In my extended, Hispanic-Catholic family in El Paso Texas, babies came at a steady rate, though not so often that each one was not greeted with wonder. A collective familial breath was drawn each time eyes were laid upon the newcomer: Look, in this tiny space is a human life where none was before.
Women in the family just beyond childbearing age were at various stages of matriarchy, and the unspoken duties of each included a formal visit to the new mother a week or two after she came home from the hospital. Children who tagged along were dressed up nearly as well as for church. This always involved notching the kids tight for some reason. Braids. Unforgiving patent leather shoes. Buttoned collars. I endured the severe grooming, working on the wrinkles between my eyebrows at a tender age. I still remember a thick, bright red wool sweater that my mother must have bought too big and required me to wear until she couldn't get away with calling them 3/4 sleeves any longer.
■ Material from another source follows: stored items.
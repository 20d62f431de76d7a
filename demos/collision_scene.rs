use impulse_physics::*;

struct ContactPrinter;

impl CollisionEventListener for ContactPrinter {
    fn contact_started(&mut self, pair: PairKey, manifold: &ContactManifold) {
        log::info!(
            "contact {:?} <-> {:?}: {} point(s), depth {:.4}",
            pair.first(),
            pair.second(),
            manifold.len(),
            manifold.max_depth()
        );
    }
}

fn main() -> Result<()> {
    env_logger::init();

    let mut world = PhysicsWorld::new(1.0 / 60.0);
    world.set_listener(ContactPrinter);

    world.add_body(
        RigidBody::builder(CollisionShape::cuboid(Vec3::new(10.0, 0.5, 10.0)))
            .position(Vec3::new(0.0, -0.5, 0.0))
            .fixed()
            .build(),
    )?;

    let shapes = [
        CollisionShape::sphere(0.5),
        CollisionShape::cuboid(Vec3::splat(0.4)),
        CollisionShape::capsule(0.3, 0.8),
    ];
    let mut handles = Vec::new();
    for (i, shape) in shapes.into_iter().enumerate() {
        let body = RigidBody::builder(shape)
            .position(Vec3::new(i as f32 * 1.5 - 1.5, 2.0 + i as f32, 0.0))
            .material(Material::rubber())
            .build();
        handles.push(world.add_body(body)?);
    }

    for _ in 0..180 {
        world.step(1.0 / 60.0);
    }

    for handle in handles {
        if let Some(body) = world.body(handle) {
            println!("{:?} rests at {:?}", body.shape().shape_type(), body.position());
        }
    }
    println!("{} contact point(s) after 3 seconds", world.contact_count());
    Ok(())
}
For years I steam-cooked in that sweater in the vinyl back seat of the family Buick, in West Texas weather hot enough for lowered windows. In those days, the Boogie Man was still considered a draft with a living flocculent of disease inside, whisking away the souls of children in the night.
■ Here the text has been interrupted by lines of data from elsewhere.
use glam::{Mat3, Vec3};
use serde::{Deserialize, Serialize};

use crate::{
    config::PositionCorrection,
    core::rigidbody::{BodyHandle, RigidBody},
    dynamics::solver::{Constraint, SolverSettings, SolverStepData},
    utils::{allocator::Handle, math},
};

/// Handle of a joint stored in the world's arena.
pub type JointHandle = Handle<Joint>;

/// Distance under which a distance joint's direction is undefined.
const MIN_AXIS_LENGTH: f32 = 1e-6;

#[derive(Debug, Clone, Copy, PartialEq, Eq, Serialize, Deserialize)]
pub enum JointKind {
    BallAndSocket,
    Distance,
}

/// Where the anchors of a [`JointDesc`] are expressed.
#[derive(Debug, Clone, Copy, PartialEq, Serialize, Deserialize)]
pub enum JointAnchors {
    /// World-space points, converted with the bodies' transforms at creation.
    World { anchor1: Vec3, anchor2: Vec3 },
    /// Points already in each body's local frame.
    Local { anchor1: Vec3, anchor2: Vec3 },
}

/// Description used by the world to create a joint between two bodies.
#[derive(Debug, Clone, Copy, PartialEq, Serialize, Deserialize)]
pub struct JointDesc {
    pub kind: JointKind,
    pub anchors: JointAnchors,
    /// When `false`, the two bodies are registered as a no-collision pair.
    pub collide_connected: bool,
    /// Overrides the world's default correction technique.
    pub position_correction: Option<PositionCorrection>,
}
My older cousins and younger aunts who had become new mothers loved me very much, but it didn't take long for them to want to scoop me up, deposit me outside, and lock the door. I was that annoying little girl for whom newborn babies are a perfume drug. Five-year-old girls like the one I was get a bead-like focus that can't be slapped away. We don't say a word because suddenly, we can't. Our brains are too befuddled by the human life where none was before, the miraculous miniature creature wrapped in nebulous blankets and hand-delivered to our foolish care by no less than the angels above. Our nostrils flare with excitement; we look and we touch and, when gently encouraged to direct our freakish ardor elsewhere, we circle back around like witless boomerangs. We will sneak back into the nursery. Then, in a trance of good intentions, we will proceed to topple the baby basket or induce startled wailing or just generally leave a mess of disheveled blankets and toys in the crib, evidence we broke our deaf-and-dumb promises to "look but don't touch." Under any other circumstances we are good as gold, but put a new baby within pheromone-detecting distance and we just can't stop.